All the things we say and don’t mean, the things we mean and don’t say, all the meanings we hide, the truths we twist, the false intents…all the things we don’t say, wish we hadn’t said, don’t know how to say and to infinite…
I love games…but this game of human communication is one at which I am a perpetual loser. I blame my parents.
My family embraced its fractional Italian heritage. When we discussed what to have for dinner…onlookers might think we were conducting mid-east peace talks…we spoke with that much intensity and “passion” on even the most mundane topics. Conversation was a visceral sport, but old-fashioned common sense and quick wit were equally valued. If you couldn’t play the game by these rules, don’t bother sitting down at the table.
We fought, we laughed, we learned. We discovered our humility, intellect, identity…and our truth. So maybe it’s this openness, this trust, this loud blue-collar, Indo-European hangover…that leaves me interpersonally flummoxed in the broader world.
Here’s the latest play that’s captured my imagination:
I’m sorry. It’s my fault. (when it really isn’t)
In the playbook, you’ll find this identified as a ‘deescalating’ or ‘defuse-ing’ technique.
So…you fail a test. You visit the instructor. You’re hot…(e.g.→having a normal human response…an emotion).
You tell the instructor she “didn’t cover the material adequately” and “didn’t clearly identify what content would be covered on the test.”
She says, “I’m sorry. It’s my fault.”
Wait. What now?
Consider yourself disarmed.
Damn right, you think, that’s wat I’m talkin’ ’bout!
Your anger melts, flying away like so many Monarch butterflies during a great migration.
But wait. You still have an ‘F’?
Even if it is the instructor’s “fault” (and it isn’t), have you figured out the real ‘why’ of your ‘F’? How to avoid the ‘F’ next time?

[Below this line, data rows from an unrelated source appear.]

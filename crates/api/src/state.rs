//! Application state shared across handlers.

use std::sync::Arc;
use std::time::Duration;

use rules_store::{AuditStore, RuleStore};
use service::{AuditService, BulkOperationService, RuleService};

use crate::middleware::rate_limit::{RateLimiter, SharedRateLimiter};
use crate::middleware::tenant::{SharedTenantValidator, TenantValidator};

/// Request-path settings the API layer needs.
#[derive(Debug, Clone)]
pub struct ApiSettings {
    /// Limit applied to tenants without an override.
    pub default_rate_limit: u32,
    /// Sliding-window duration for the rate limiter.
    pub rate_limit_window: Duration,
}

impl Default for ApiSettings {
    fn default() -> Self {
        Self {
            default_rate_limit: 100,
            rate_limit_window: Duration::from_secs(60),
        }
    }
}

/// Shared application state.
#[derive(Clone)]
pub struct AppState {
    pub rules: RuleService,
    pub audit: AuditService,
    pub bulk: BulkOperationService,
    pub rate_limiter: SharedRateLimiter,
    pub tenants: SharedTenantValidator,
    pub settings: ApiSettings,
}

impl AppState {
    pub fn new(
        rule_store: Arc<dyn RuleStore>,
        audit_store: Arc<dyn AuditStore>,
        settings: ApiSettings,
    ) -> Self {
        let rules = RuleService::new(rule_store);
        let audit = AuditService::new(audit_store);
        let bulk = BulkOperationService::new(rules.clone(), audit.clone());

        Self {
            rules,
            audit,
            bulk,
            rate_limiter: Arc::new(RateLimiter::new(settings.rate_limit_window)),
            tenants: Arc::new(TenantValidator::new()),
            settings,
        }
    }
}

I mean, I get it…we have lizard brains…we have visceral responses as a defense mechanism…historically…if we were to blame, we could have been beheaded, burned at the stake, drawn and quartered…so “your fault, not mine..your fault, not mine” is a deeply rooted survival instinct.But at my kitchen table…nobody jumped in to ‘de’fuse the visceral response…because that would only have ‘con’fused matters…we would have hashed it out…we would have found where blame was to be laid…and those parties would have (eventually, with varying degrees of reluctance) owned up. After that…the real conversation started about what happened and why and who and how we’re going to learn from this mistake and fix it and avoid it again…
There may have been some yelling, a tear or two, feelings hurt…and usually enough blame to go around (not a’one of us is blameless, my dad liked to say).
But without facing the awkwardness, the discomfort, the growing pains of the “real” conversation…to find our collective truth, cop to our individual responsibilities, learn from our mistakes, empathize with our human fallibility…well…no family were we. No strength and no character had we.
So…I’m willing to concede (concession- playbook, page 5) that defusing, putting out fires, is sometimes the name of the game. But to keep a level playing field, there need also be time to sit down at the kitchen table and light it up!
And for God’s sake, Rule #1: Trust the game. If you know it’s not your fault…don’t apologize!